Considérant la suite des textes rassemblés ici, il faudrait chercher
les diverses apparitions du mot
relation et voir comment, avec les
nouveaux médias numériques, la relation devient forme et s'inscrit
dans des objets apparentés à l'art. Continuation de la photographie
et du cinéma, la prise de vues, telle qu'elle est intentionnellement
maintenue dans les programmes vidéo-interactifs, est attachée à l'idée
de
relation au réel. Cette idée est là pour prendre en compte la tradition
picturale chinoise ou pour mettre en oeuvre la poétique de la
collection, pour construire le diagramme de l'exploration d'un coin
de banlieue ou pour mettre en scène un modèle qui se prête à la
modélisation de ses gestes. Avec Rousseau, on parle de
relation au
monde, sur le mode du signe sensitif, de la réminiscence ou de la
rêverie sans objet. C'est sans conteste ce qui donne sa pertinence à une
entreprise visant à interpréter son texte sur le mode de la performance
interactive et à prendre cette lecture comme critère de l'expérimentation
d'une écriture nouvelle. Qu'elle soit prélèvement de fragments
ou de traces ou qu'elle relève de codes ou de langages, la
saisie permet
le passage du photographique vers l'image calculée, le virtuel et
l'interactivité. La saisie s'identifie alors, en tant que relation, à un
processus formel et productif. L'association
saisie-ressaisie qualifie la
version de l'interactivité la plus homogène à tout ce qui relève de la figuration et de la représentation. La
perspective interactive, où la
programmation tient la place qu'a la géométrie dans la perspective
optique, désigne le dispositif de la construction ou de la saisie des
relations. Il est alors possible de concevoir une
image-relation qui,
au-delà du partage des actions, est une présentation directe de la
relation. La jouabilité de l'oeuvre atteste la figurabilité des relations.
Cette
jouabilité, empruntée aux jeux informatiques, voit sa signification
élargie à toutes les acceptions du mot
jeu, jeu nécessaire du
fonctionnement mécanique, jeu interprétatif, théâtral et musical,
jeu de l'exercice corporel et mental, jeu de langage.
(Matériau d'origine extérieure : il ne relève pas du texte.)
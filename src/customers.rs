use crate::billing::{Customer, PricingConfig};
use crate::error::{AppError, AppResult};
use crate::extractor::AuthUser;
use axum::extract::Path;
use axum::{routing::get, Extension, Json, Router};
use serde::Deserialize;
use sqlx::PgPool;

const MAX_NAME_LEN: usize = 100;
const CUSTOMER_COLUMNS: &str = "id, name, price_per_bundle, portions_per_bundle, created_at";

#[derive(Debug, Deserialize)]
pub struct CustomerPayload {
    pub name: String,
    #[serde(default)]
    pub price_per_bundle: Option<i64>,
    #[serde(default)]
    pub portions_per_bundle: Option<i64>,
}

impl CustomerPayload {
    /// Fills missing pricing from `fallback`. Price and bundle size must be at least 1.
    pub fn resolve(&self, fallback: PricingConfig) -> AppResult<(String, PricingConfig)> {
        let name = self.name.trim();
        if name.is_empty() {
            return Err(AppError::BadRequest("Name required".into()));
        }
        if name.chars().count() > MAX_NAME_LEN {
            return Err(AppError::BadRequest(format!(
                "Name must be at most {MAX_NAME_LEN} characters"
            )));
        }
        let pricing = PricingConfig {
            price_per_bundle: self.price_per_bundle.unwrap_or(fallback.price_per_bundle),
            portions_per_bundle: self
                .portions_per_bundle
                .unwrap_or(fallback.portions_per_bundle),
        };
        if pricing.price_per_bundle < 1 {
            return Err(AppError::BadRequest(
                "price_per_bundle must be at least 1".into(),
            ));
        }
        if pricing.portions_per_bundle < 1 {
            return Err(AppError::BadRequest(
                "portions_per_bundle must be at least 1".into(),
            ));
        }
        Ok((name.to_string(), pricing))
    }
}

pub fn default_pricing() -> PricingConfig {
    PricingConfig {
        price_per_bundle: *crate::config::DEFAULT_PRICE_PER_BUNDLE,
        portions_per_bundle: *crate::config::DEFAULT_PORTIONS_PER_BUNDLE,
    }
}

pub fn routes() -> Router {
    Router::new()
        .route("/api/customers", get(list_customers).post(create_customer))
        .route(
            "/api/customers/:id",
            get(get_customer)
                .put(update_customer)
                .delete(delete_customer),
        )
}

/// Records may only point at an existing customer.
pub(crate) async fn ensure_customer(pool: &PgPool, customer_id: i32) -> AppResult<()> {
    let exists: Option<i32> = sqlx::query_scalar("SELECT id FROM customers WHERE id = $1")
        .bind(customer_id)
        .fetch_optional(pool)
        .await?;
    if exists.is_none() {
        return Err(AppError::BadRequest("Customer not found".into()));
    }
    Ok(())
}

async fn fetch_customer(pool: &PgPool, id: i32) -> AppResult<Customer> {
    sqlx::query_as::<_, Customer>(&format!(
        "SELECT {CUSTOMER_COLUMNS} FROM customers WHERE id = $1"
    ))
    .bind(id)
    .fetch_optional(pool)
    .await?
    .ok_or_else(AppError::customer_not_found)
}

pub async fn list_customers(
    Extension(pool): Extension<PgPool>,
) -> AppResult<Json<Vec<Customer>>> {
    let customers = sqlx::query_as::<_, Customer>(&format!(
        "SELECT {CUSTOMER_COLUMNS} FROM customers ORDER BY name ASC, id ASC"
    ))
    .fetch_all(&pool)
    .await
    .map_err(|e| {
        tracing::error!(?e, "DB error listing customers");
        AppError::Db(e)
    })?;
    Ok(Json(customers))
}

pub async fn get_customer(
    Extension(pool): Extension<PgPool>,
    Path(id): Path<i32>,
) -> AppResult<Json<Customer>> {
    Ok(Json(fetch_customer(&pool, id).await?))
}

pub async fn create_customer(
    Extension(pool): Extension<PgPool>,
    user: AuthUser,
    Json(payload): Json<CustomerPayload>,
) -> AppResult<Json<Customer>> {
    let (name, pricing) = payload.resolve(default_pricing())?;
    let customer = sqlx::query_as::<_, Customer>(&format!(
        "INSERT INTO customers (name, price_per_bundle, portions_per_bundle) \
         VALUES ($1, $2, $3) RETURNING {CUSTOMER_COLUMNS}"
    ))
    .bind(&name)
    .bind(pricing.price_per_bundle)
    .bind(pricing.portions_per_bundle)
    .fetch_one(&pool)
    .await
    .map_err(|e| {
        tracing::error!(?e, "DB error creating customer");
        AppError::Db(e)
    })?;
    tracing::info!(customer_id = customer.id, actor = user.user_id, "customer created");
    Ok(Json(customer))
}

pub async fn update_customer(
    Extension(pool): Extension<PgPool>,
    user: AuthUser,
    Path(id): Path<i32>,
    Json(payload): Json<CustomerPayload>,
) -> AppResult<Json<Customer>> {
    let existing = fetch_customer(&pool, id).await?;
    let (name, pricing) = payload.resolve(existing.pricing())?;
    let customer = sqlx::query_as::<_, Customer>(&format!(
        "UPDATE customers SET name = $2, price_per_bundle = $3, portions_per_bundle = $4 \
         WHERE id = $1 RETURNING {CUSTOMER_COLUMNS}"
    ))
    .bind(id)
    .bind(&name)
    .bind(pricing.price_per_bundle)
    .bind(pricing.portions_per_bundle)
    .fetch_one(&pool)
    .await
    .map_err(|e| {
        tracing::error!(?e, "DB error updating customer");
        AppError::Db(e)
    })?;
    tracing::info!(customer_id = id, actor = user.user_id, "customer updated");
    Ok(Json(customer))
}

/// Orders, kasbons and payments go with the customer (`ON DELETE CASCADE`).
pub async fn delete_customer(
    Extension(pool): Extension<PgPool>,
    user: AuthUser,
    Path(id): Path<i32>,
) -> AppResult<()> {
    let result = sqlx::query("DELETE FROM customers WHERE id = $1")
        .bind(id)
        .execute(&pool)
        .await?;
    if result.rows_affected() == 0 {
        return Err(AppError::customer_not_found());
    }
    tracing::warn!(customer_id = id, actor = user.user_id, "customer deleted");
    Ok(())
}
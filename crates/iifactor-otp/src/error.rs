//! Error types for `iifactor-otp`.

use thiserror::Error;

use crate::credential::OtpType;

/// Errors produced while decoding Base32 text.
#[derive(Debug, Clone, PartialEq, Eq, Error)]
pub enum Base32Error {
    /// A character outside `A–Z2–7` (and not padding) was found.
    #[error("invalid Base32 character {character:?} at position {position}")]
    InvalidCharacter {
        /// The offending character as it appeared in the input.
        character: char,
        /// Byte offset of the character in the caller's input.
        position: usize,
    },

    /// The underlying codec rejected the normalized input.
    #[error("Base32 decoding failed: {0}")]
    Encoding(String),
}

/// Errors produced by credential parsing and OTP generation.
#[derive(Debug, Clone, PartialEq, Eq, Error)]
pub enum OtpError {
    /// Input is not a URI or its scheme is not `otpauth`.
    #[error("malformed key URI: {0}")]
    MalformedUri(String),

    /// URI host is neither `totp` nor `hotp`.
    #[error("unsupported OTP type: {0:?}")]
    UnsupportedType(String),

    /// Key URI has no `secret` parameter.
    #[error("key URI is missing the secret parameter")]
    MissingSecret,

    /// Secret is not valid Base32 or decodes to nothing.
    #[error("invalid secret: {0}")]
    InvalidSecret(String),

    /// Algorithm name outside SHA1/SHA256/SHA512 (strict parsing only).
    #[error("unsupported algorithm: {0}")]
    UnsupportedAlgorithm(String),

    /// A TOTP period of zero seconds.
    #[error("period must be > 0")]
    InvalidPeriod,

    /// A TOTP operation was asked of an HOTP credential or vice versa.
    #[error("expected a {expected} credential, got {actual}")]
    WrongType {
        /// Type the operation requires.
        expected: OtpType,
        /// Type of the credential supplied.
        actual: OtpType,
    },
}

impl From<Base32Error> for OtpError {
    fn from(err: Base32Error) -> Self {
        Self::InvalidSecret(err.to_string())
    }
}
//! Atomic file replacement shared by every on-disk writer.

use std::fs;
use std::path::{Path, PathBuf};

/// Write `contents` to `{dir}/{file_name}` via a `.tmp` sibling and rename,
/// so readers never observe a partial file.
///
/// On Unix the file is restricted to the owner (it may hold key URIs).
pub(crate) fn write_atomic(dir: &Path, file_name: &str, contents: &str) -> std::io::Result<PathBuf> {
    let path = dir.join(file_name);
    let tmp = dir.join(format!(".{file_name}.tmp"));

    fs::write(&tmp, contents)?;

    #[cfg(unix)]
    {
        use std::os::unix::fs::PermissionsExt;
        fs::set_permissions(&tmp, fs::Permissions::from_mode(0o600))?;
    }

    fs::rename(&tmp, &path)?;

    Ok(path)
}
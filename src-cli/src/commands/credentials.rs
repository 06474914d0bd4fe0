//! Credential commands: add, list, codes, edit, delete, reorder.

use std::fmt::Write as _;

use iifactor_otp::{format_code, unix_time_now, Credential, ManualEntry, OtpDigits, OtpType};
use iifactor_store::{next_hotp_code, CredentialStore, GroupFilter};

use super::{label, short_id, CredentialDto};
use crate::cli::AddArgs;
use crate::error::CliError;
use crate::state::AppState;

/// `add-uri`: parse a key URI and append it.
pub fn add_uri(state: &mut AppState, uri: &str, group: Option<&str>) -> Result<String, CliError> {
    let credential = Credential::from_uri(uri)?.with_group(state.settings.group_for_new(group));
    save_new(state, &credential)
}

/// `add`: build a credential from individual fields and append it.
pub fn add(state: &mut AppState, args: &AddArgs) -> Result<String, CliError> {
    let digits = OtpDigits::new(args.digits)
        .ok_or_else(|| CliError::Usage(format!("digits must be 1-10, got {}", args.digits)))?;
    let entry = ManualEntry {
        issuer: args.issuer.clone(),
        account_name: args.account.clone(),
        secret: args.secret.clone(),
        group: state
            .settings
            .group_for_new(args.group.as_deref())
            .map(str::to_owned),
        issuer_override: None,
        otp_type: args.otp_type.into(),
        algorithm: args.algorithm,
        digits,
        period: args.period,
        counter: args.counter,
    };
    let credential = Credential::from_manual(&entry)?;
    save_new(state, &credential)
}

fn save_new(state: &mut AppState, credential: &Credential) -> Result<String, CliError> {
    state.store.save_one(credential)?;
    tracing::info!(id = %credential.id(), "credential added");
    Ok(format!("Added {} [{}]\n", label(credential), short_id(credential)))
}

/// `list`: table or JSON of the credentials in `filter` (or the default view).
pub fn list(state: &AppState, filter: Option<GroupFilter>, json: bool) -> Result<String, CliError> {
    let filter = filter.unwrap_or_else(|| state.settings.default_view.clone());
    let all = state.store.load_all()?;
    let visible: Vec<(usize, &Credential)> = positioned(&all)
        .filter(|(_, c)| filter.matches(c))
        .collect();

    if json {
        let dtos: Vec<CredentialDto> = visible
            .iter()
            .map(|(position, c)| CredentialDto::new(*position, c))
            .collect();
        let mut out = serde_json::to_string_pretty(&dtos)?;
        out.push('\n');
        return Ok(out);
    }

    if visible.is_empty() {
        return Ok(format!("No credentials in view '{filter}'.\n"));
    }
    let mut out = String::new();
    for (position, credential) in visible {
        let _ = writeln!(
            out,
            "{position:>3}  {}  {}  {}{}",
            short_id(credential),
            credential.otp_type(),
            label(credential),
            credential
                .group()
                .map(|g| format!("  [{g}]"))
                .unwrap_or_default(),
        );
    }
    Ok(out)
}

/// `code`: one credential's current code, or every credential in the
/// default view.
pub fn code(state: &AppState, selector: Option<&str>, at: Option<u64>) -> Result<String, CliError> {
    let time = at.unwrap_or_else(unix_time_now);

    if let Some(selector) = selector {
        let credential = state.resolve(selector)?;
        return Ok(format!("{}\n", code_line(&credential, time)?));
    }

    let all = state.store.load_all()?;
    let mut out = String::new();
    for credential in state.settings.default_view.apply(&all) {
        let _ = writeln!(out, "{}", code_line(credential, time)?);
    }
    Ok(out)
}

fn code_line(credential: &Credential, time: u64) -> Result<String, CliError> {
    let code = format_code(&credential.code_at(time)?);
    Ok(match credential.otp_type() {
        OtpType::Totp => format!(
            "{code}  {}  ({}s)",
            label(credential),
            credential.remaining_seconds(time).unwrap_or_default()
        ),
        OtpType::Hotp => format!(
            "{code}  {}  (counter {})",
            label(credential),
            credential.counter()
        ),
    })
}

/// `next`: print the HOTP code at the stored counter, then advance and
/// persist the counter.
pub fn next(state: &mut AppState, selector: &str) -> Result<String, CliError> {
    let credential = state.resolve(selector)?;
    let code = next_hotp_code(&mut state.store, credential.id())?;
    Ok(format!("{}\n", format_code(&code)))
}

/// `edit`: change display fields; the key URI is left untouched.
pub fn edit(
    state: &mut AppState,
    selector: &str,
    issuer: Option<&str>,
    account: Option<&str>,
    group: Option<&str>,
) -> Result<String, CliError> {
    if issuer.is_none() && account.is_none() && group.is_none() {
        return Err(CliError::Usage(
            "nothing to change; pass --issuer, --account or --group".to_owned(),
        ));
    }
    let mut credential = state.resolve(selector)?;
    if let Some(issuer) = issuer {
        credential.set_issuer(issuer);
    }
    if let Some(account) = account {
        credential.set_account_name(account);
    }
    if let Some(group) = group {
        credential.set_group(Some(group));
    }
    state.store.save_one(&credential)?;
    Ok(format!("Updated {} [{}]\n", label(&credential), short_id(&credential)))
}

/// `delete`: remove one credential.
pub fn delete(state: &mut AppState, selector: &str) -> Result<String, CliError> {
    let credential = state.resolve(selector)?;
    if !state.store.delete_one(credential.id())? {
        return Err(CliError::NoMatch(selector.to_owned()));
    }
    tracing::info!(id = %credential.id(), "credential deleted");
    Ok(format!("Deleted {}\n", label(&credential)))
}

/// `move`: place one credential at a 1-based position.
pub fn move_to(state: &mut AppState, selector: &str, position: usize) -> Result<String, CliError> {
    let target = position
        .checked_sub(1)
        .ok_or_else(|| CliError::Usage("positions start at 1".to_owned()))?;
    let credential = state.resolve(selector)?;

    let mut ids: Vec<String> = state
        .store
        .load_all()?
        .iter()
        .map(|c| c.id().to_owned())
        .filter(|id| id != credential.id())
        .collect();
    let target = target.min(ids.len());
    ids.insert(target, credential.id().to_owned());
    state.store.reorder(&ids)?;

    Ok(format!(
        "Moved {} to position {}\n",
        label(&credential),
        target.saturating_add(1)
    ))
}

fn positioned(credentials: &[Credential]) -> impl Iterator<Item = (usize, &Credential)> {
    (1_usize..).zip(credentials)
}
Si la relation est une forme, elle a ses techniques et ses supports,
ses matériaux, ou ses
immatériaux – des matériaux fondés sur des
langages. Ainsi l'interactivité n'est pas la simple médiation de l'accès
à l'oeuvre, elle est partie intégrante de l'oeuvre. Certes, il n'est pas de
proposition artistique véritable qui n'organise, d'une façon ou d'une
autre, la relation à ses destinataires. Il convient cependant de rechercher
la spécificité esthétique de l'interactivité dans les transformations
effectives que connaissent, dans l'exercice dialogique, à la fois l'oeuvre
et son destinataire. Plus simplement, c'est la vitesse des opérations
numériques qui distingue radicalement les modalités relationnelles
des objets interactifs. Leur capacité à organiser les comportements
logiques les plus complexes, à traiter dans l'instant les variations et
les événements, à s'accorder à la temporalité du lecteur, à s'insérer
dans le cours des choses, caractérise leur nouveauté. Qui plus est, ces
capacités s'appliquent à faire fonctionner ensemble des registres
formels ordinairement séparés. L'interactivité la plus sensible et la
plus intuitive ne saurait faire oublier qu'elle repose sur le flux du
code. L'indétermination du statut des oeuvres interactives ne doit pas
être confondue avec une indétermination de leur fonctionnement.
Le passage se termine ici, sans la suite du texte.